Your assignment: From the entries below, output the line with "fn skip(&mut self, duration: Duration)" and each following line up to and including the line with "let mut engine", exactly as written.

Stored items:

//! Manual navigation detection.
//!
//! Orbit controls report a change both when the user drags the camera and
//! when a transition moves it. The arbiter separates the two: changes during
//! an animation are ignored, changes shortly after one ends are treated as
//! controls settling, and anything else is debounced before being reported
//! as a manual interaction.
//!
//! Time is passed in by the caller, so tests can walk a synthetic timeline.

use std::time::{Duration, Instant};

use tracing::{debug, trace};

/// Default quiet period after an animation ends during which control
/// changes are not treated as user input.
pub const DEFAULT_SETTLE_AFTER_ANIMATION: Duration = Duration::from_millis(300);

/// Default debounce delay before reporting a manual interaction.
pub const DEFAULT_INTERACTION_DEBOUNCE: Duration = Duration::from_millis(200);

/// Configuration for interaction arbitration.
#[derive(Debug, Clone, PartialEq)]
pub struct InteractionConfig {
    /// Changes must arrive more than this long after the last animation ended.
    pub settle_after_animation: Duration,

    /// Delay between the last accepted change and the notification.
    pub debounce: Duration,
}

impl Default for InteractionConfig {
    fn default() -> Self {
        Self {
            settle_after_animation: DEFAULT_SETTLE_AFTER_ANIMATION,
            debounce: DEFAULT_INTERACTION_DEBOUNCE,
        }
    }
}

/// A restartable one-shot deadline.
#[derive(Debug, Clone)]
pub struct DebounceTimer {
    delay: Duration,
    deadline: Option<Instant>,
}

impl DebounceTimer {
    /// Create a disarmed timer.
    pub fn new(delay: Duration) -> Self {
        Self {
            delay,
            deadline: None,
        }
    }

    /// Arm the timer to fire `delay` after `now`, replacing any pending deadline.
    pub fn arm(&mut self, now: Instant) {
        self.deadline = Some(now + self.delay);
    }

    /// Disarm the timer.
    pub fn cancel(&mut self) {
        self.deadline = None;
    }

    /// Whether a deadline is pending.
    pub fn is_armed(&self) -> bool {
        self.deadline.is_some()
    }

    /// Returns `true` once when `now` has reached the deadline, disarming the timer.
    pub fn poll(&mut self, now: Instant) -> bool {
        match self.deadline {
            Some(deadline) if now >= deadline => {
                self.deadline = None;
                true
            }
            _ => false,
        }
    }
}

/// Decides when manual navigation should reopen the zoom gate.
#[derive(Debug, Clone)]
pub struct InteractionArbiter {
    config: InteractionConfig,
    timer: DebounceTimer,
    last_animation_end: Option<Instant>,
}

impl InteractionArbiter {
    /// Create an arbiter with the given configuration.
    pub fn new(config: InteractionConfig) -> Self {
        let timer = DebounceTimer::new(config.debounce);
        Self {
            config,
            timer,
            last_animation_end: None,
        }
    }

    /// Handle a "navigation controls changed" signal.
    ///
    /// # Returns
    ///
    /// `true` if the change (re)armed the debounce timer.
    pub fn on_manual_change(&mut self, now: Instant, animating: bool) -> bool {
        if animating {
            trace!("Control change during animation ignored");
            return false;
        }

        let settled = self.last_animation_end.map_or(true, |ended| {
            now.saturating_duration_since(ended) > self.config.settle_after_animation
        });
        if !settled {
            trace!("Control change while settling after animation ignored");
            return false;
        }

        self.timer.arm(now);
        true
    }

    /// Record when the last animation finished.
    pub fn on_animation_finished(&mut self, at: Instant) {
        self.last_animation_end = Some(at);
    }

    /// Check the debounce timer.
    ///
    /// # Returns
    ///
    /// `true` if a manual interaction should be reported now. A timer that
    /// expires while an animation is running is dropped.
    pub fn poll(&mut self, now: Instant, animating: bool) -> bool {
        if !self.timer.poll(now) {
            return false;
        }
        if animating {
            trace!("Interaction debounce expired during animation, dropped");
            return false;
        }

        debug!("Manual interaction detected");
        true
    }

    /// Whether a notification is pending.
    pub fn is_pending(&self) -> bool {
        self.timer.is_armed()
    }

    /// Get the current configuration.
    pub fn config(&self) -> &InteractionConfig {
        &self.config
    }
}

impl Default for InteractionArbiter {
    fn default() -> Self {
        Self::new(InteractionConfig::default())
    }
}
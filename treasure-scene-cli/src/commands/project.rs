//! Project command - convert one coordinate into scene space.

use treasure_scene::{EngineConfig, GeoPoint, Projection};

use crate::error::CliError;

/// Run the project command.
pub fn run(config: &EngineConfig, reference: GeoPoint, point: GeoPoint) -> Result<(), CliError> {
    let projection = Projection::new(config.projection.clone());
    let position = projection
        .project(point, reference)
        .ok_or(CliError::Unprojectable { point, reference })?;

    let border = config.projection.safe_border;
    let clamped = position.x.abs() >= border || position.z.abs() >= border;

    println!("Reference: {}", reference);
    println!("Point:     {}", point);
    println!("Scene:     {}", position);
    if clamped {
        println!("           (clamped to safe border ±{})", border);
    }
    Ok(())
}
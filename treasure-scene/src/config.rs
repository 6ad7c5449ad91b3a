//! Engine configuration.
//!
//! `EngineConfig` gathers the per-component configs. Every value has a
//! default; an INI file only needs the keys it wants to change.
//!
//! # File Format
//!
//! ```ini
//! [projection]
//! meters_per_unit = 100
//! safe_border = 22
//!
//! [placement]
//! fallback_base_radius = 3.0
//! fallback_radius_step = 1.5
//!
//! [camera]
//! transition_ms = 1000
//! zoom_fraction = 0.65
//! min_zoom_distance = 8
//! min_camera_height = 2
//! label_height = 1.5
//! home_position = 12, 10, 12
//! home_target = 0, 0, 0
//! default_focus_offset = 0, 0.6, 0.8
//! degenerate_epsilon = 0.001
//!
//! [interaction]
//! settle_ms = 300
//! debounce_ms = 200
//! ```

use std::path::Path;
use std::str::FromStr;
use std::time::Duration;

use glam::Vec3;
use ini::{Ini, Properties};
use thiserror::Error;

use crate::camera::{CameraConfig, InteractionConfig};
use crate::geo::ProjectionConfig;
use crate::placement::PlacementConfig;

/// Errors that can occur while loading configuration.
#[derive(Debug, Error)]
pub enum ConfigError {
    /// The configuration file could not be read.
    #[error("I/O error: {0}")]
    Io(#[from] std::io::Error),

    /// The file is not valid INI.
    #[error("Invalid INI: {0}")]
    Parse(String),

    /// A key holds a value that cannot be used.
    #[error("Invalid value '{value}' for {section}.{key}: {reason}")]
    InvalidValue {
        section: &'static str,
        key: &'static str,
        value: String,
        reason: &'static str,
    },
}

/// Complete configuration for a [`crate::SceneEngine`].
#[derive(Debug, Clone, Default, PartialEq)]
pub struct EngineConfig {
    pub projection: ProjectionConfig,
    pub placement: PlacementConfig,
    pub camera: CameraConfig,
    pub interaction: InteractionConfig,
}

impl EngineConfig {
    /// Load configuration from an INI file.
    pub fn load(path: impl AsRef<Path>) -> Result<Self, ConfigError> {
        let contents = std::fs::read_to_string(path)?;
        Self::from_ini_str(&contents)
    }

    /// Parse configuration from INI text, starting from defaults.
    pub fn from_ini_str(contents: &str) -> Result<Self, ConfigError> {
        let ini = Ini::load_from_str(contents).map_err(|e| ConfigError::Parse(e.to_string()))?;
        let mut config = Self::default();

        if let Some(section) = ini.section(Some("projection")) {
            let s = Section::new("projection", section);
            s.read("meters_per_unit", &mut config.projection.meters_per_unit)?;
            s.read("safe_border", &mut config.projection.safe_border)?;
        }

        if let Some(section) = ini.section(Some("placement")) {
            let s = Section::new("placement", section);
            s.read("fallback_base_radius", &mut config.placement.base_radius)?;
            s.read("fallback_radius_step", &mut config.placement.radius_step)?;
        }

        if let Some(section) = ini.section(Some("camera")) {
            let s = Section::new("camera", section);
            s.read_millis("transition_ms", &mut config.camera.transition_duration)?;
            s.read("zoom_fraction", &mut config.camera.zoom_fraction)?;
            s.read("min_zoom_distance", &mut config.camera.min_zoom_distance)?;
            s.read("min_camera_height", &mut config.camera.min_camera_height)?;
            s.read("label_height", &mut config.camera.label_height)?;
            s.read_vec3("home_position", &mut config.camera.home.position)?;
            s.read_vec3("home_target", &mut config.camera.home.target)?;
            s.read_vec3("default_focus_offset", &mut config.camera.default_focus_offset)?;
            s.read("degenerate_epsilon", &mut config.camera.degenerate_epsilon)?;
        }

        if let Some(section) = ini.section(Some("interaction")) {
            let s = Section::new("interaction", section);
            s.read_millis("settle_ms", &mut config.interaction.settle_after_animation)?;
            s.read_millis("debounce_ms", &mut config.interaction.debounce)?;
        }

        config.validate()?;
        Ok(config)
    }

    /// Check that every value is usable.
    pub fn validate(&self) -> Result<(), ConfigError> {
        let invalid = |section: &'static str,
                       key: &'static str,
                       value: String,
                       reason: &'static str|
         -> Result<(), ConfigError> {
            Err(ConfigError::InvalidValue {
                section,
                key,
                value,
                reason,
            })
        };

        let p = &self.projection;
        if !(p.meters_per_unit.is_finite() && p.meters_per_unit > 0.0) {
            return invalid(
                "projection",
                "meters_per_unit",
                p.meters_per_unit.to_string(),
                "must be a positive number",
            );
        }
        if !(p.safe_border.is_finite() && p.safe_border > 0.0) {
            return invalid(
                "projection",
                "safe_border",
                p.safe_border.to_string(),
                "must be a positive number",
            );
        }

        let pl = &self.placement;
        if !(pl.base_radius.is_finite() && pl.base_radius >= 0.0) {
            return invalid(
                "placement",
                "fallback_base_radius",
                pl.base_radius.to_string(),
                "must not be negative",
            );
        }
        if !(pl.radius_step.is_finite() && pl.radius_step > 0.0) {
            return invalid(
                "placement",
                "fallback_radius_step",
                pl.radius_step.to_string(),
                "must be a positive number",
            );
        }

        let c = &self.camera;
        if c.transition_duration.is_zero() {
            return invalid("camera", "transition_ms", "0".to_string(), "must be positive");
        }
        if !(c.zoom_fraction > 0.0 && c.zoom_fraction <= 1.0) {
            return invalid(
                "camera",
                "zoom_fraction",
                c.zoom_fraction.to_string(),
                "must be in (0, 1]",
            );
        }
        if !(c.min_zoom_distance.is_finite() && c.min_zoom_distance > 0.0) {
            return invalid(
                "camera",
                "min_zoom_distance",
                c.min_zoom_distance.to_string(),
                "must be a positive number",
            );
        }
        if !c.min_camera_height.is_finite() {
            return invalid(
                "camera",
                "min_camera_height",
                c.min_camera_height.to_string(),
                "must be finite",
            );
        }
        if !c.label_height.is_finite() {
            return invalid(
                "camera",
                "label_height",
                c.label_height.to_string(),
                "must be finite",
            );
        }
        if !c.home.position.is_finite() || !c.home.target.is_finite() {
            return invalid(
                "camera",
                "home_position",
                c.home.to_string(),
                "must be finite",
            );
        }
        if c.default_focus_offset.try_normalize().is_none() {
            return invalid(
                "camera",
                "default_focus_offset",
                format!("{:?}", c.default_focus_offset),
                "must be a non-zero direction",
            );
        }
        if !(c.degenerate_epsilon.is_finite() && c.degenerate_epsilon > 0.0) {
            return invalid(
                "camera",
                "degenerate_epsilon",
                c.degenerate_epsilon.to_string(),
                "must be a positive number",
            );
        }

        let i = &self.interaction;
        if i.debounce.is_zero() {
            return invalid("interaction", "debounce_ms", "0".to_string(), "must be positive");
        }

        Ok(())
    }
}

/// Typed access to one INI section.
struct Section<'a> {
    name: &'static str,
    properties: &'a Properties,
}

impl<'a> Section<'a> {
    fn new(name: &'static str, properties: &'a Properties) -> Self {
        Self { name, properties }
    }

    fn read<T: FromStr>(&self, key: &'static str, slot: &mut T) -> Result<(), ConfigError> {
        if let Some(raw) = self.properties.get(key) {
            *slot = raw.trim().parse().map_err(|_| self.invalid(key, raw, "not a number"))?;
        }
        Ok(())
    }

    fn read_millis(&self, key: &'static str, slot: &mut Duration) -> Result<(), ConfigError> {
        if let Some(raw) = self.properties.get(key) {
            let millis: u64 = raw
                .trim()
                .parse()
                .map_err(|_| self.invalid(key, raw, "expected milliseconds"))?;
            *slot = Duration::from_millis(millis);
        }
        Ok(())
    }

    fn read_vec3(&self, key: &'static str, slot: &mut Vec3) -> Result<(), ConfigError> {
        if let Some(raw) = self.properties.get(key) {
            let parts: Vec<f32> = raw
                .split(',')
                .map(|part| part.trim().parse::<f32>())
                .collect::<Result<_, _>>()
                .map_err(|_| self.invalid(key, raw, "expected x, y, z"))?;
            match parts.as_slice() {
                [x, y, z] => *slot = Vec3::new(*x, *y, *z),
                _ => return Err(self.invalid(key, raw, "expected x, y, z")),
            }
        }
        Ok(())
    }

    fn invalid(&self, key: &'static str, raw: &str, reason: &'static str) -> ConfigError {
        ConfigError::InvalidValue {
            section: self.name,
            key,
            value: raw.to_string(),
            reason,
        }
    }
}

...

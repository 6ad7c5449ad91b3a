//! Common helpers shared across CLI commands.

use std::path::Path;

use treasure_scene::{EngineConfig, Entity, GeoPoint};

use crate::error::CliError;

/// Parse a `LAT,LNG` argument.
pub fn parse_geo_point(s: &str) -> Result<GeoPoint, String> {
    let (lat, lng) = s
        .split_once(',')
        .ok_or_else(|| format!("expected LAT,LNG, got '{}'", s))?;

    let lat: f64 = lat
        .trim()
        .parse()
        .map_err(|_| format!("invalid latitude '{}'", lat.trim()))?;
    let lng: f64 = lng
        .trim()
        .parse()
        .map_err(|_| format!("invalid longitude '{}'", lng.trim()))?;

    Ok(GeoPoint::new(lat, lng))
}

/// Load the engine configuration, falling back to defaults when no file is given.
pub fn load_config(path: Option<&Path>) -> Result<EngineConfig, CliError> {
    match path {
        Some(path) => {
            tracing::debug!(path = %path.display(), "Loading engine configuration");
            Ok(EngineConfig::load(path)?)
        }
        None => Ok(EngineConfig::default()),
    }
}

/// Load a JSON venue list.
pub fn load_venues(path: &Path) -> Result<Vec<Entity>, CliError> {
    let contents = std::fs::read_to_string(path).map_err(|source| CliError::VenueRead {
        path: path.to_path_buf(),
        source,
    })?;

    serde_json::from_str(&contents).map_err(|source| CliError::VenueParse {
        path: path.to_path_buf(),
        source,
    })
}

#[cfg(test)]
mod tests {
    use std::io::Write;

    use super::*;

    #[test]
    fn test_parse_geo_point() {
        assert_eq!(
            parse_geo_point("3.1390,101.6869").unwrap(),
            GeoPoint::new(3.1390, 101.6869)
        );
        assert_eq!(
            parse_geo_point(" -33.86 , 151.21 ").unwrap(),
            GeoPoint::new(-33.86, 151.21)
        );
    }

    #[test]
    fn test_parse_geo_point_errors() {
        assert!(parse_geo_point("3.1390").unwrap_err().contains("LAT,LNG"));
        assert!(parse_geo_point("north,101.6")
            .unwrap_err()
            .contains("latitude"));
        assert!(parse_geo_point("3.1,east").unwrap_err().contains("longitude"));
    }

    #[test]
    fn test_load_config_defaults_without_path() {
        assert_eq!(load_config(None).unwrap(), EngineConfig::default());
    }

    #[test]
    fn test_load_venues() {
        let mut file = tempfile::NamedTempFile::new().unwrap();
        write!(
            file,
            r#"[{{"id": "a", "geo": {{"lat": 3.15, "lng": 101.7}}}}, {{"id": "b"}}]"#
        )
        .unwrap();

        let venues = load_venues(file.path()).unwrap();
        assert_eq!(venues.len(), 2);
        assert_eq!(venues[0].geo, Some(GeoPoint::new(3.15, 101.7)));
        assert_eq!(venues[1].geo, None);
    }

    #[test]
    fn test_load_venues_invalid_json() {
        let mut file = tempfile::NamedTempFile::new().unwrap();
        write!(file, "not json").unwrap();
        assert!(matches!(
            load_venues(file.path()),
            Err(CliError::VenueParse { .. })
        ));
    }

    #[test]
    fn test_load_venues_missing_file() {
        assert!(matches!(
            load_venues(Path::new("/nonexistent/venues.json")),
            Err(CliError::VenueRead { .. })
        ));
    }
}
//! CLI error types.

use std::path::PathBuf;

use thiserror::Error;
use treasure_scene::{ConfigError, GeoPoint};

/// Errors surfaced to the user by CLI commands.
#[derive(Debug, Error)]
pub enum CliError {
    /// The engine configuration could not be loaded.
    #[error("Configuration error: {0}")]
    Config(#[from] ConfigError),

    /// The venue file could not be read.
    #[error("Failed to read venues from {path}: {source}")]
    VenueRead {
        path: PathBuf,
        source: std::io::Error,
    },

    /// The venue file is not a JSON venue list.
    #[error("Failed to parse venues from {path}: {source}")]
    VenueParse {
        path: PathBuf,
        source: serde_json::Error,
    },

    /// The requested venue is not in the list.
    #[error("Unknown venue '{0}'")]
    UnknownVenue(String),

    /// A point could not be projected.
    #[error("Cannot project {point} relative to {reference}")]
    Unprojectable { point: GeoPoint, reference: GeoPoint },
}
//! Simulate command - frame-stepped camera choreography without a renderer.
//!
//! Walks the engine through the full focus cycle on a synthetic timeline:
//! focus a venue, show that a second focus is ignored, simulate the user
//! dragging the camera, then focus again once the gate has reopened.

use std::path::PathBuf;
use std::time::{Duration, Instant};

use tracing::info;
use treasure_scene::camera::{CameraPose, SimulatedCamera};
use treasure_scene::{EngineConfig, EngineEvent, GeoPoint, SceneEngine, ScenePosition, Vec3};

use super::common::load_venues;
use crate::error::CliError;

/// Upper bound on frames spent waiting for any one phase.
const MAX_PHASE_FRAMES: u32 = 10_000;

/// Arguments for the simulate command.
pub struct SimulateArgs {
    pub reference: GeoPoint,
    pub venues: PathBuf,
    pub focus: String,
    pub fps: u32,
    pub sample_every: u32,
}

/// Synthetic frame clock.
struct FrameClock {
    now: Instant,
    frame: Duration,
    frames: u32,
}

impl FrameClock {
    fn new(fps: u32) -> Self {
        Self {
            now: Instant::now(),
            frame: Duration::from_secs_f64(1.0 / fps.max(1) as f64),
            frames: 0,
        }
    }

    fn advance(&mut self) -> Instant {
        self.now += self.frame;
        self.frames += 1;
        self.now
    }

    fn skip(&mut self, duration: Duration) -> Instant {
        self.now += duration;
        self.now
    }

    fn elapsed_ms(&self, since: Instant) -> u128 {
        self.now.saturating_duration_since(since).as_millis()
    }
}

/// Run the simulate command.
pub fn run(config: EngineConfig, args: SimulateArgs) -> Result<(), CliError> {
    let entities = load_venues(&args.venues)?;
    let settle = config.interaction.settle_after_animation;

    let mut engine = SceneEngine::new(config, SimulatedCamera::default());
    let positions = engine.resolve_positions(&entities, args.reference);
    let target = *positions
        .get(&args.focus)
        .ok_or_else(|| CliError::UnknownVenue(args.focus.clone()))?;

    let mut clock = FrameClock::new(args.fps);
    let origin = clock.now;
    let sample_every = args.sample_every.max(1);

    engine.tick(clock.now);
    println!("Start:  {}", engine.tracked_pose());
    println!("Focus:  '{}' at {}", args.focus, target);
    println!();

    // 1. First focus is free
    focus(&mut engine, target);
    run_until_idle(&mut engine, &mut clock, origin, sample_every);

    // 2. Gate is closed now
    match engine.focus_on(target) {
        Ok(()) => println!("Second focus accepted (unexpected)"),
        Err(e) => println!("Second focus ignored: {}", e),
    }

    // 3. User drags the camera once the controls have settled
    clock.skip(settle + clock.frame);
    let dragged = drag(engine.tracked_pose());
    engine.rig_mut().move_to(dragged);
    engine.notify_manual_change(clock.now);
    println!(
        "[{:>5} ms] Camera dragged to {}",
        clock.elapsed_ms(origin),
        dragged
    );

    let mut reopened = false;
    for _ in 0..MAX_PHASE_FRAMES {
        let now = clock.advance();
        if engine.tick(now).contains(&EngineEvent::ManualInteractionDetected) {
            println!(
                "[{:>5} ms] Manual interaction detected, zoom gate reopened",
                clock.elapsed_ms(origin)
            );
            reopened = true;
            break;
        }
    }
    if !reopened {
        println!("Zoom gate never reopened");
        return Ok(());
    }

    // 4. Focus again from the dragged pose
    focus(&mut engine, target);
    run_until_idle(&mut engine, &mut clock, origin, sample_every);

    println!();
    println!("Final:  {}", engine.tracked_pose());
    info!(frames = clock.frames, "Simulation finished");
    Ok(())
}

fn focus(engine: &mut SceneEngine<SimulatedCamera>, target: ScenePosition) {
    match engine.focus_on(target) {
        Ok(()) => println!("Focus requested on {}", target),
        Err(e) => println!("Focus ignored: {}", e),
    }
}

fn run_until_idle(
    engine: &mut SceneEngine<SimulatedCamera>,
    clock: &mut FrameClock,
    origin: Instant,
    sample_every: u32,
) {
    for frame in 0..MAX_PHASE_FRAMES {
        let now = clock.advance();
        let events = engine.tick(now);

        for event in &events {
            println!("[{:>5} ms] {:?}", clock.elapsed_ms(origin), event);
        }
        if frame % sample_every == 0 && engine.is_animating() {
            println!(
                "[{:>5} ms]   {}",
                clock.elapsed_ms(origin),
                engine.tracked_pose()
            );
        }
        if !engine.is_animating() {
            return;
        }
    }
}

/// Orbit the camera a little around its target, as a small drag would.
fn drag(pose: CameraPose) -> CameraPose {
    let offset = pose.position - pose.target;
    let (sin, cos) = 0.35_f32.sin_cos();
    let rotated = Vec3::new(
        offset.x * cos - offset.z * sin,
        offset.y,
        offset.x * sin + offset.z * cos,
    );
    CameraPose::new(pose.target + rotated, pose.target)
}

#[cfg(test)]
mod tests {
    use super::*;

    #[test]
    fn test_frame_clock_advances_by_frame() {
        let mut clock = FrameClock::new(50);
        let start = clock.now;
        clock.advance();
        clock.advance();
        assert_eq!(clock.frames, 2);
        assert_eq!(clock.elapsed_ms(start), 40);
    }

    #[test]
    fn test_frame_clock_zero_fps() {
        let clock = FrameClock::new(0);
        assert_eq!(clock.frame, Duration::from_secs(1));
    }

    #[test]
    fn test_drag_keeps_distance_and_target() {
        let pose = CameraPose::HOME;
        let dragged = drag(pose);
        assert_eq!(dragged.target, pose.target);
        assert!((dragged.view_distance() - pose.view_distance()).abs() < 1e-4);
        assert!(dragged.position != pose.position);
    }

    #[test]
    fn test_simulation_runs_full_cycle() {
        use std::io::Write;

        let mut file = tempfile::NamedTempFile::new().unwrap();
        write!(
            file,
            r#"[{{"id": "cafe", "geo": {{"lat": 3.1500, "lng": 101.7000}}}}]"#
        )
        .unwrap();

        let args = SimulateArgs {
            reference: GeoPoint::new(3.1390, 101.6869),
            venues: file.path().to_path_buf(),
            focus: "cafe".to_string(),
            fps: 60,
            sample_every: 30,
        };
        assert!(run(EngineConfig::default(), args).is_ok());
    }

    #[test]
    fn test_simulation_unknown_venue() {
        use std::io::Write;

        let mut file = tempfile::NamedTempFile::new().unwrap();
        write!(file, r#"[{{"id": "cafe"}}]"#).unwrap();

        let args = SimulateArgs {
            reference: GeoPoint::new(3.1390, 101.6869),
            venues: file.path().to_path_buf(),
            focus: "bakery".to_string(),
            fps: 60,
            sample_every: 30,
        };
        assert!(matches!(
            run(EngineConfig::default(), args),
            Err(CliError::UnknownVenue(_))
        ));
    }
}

Response:
    fn skip(&mut self, duration: Duration) -> Instant {
        self.now += duration;
        self.now
    }

    fn elapsed_ms(&self, since: Instant) -> u128 {
        self.now.saturating_duration_since(since).as_millis()
    }
}

/// Run the simulate command.
pub fn run(config: EngineConfig, args: SimulateArgs) -> Result<(), CliError> {
    let entities = load_venues(&args.venues)?;
    let settle = config.interaction.settle_after_animation;

    let mut engine = SceneEngine::new(config, SimulatedCamera::default());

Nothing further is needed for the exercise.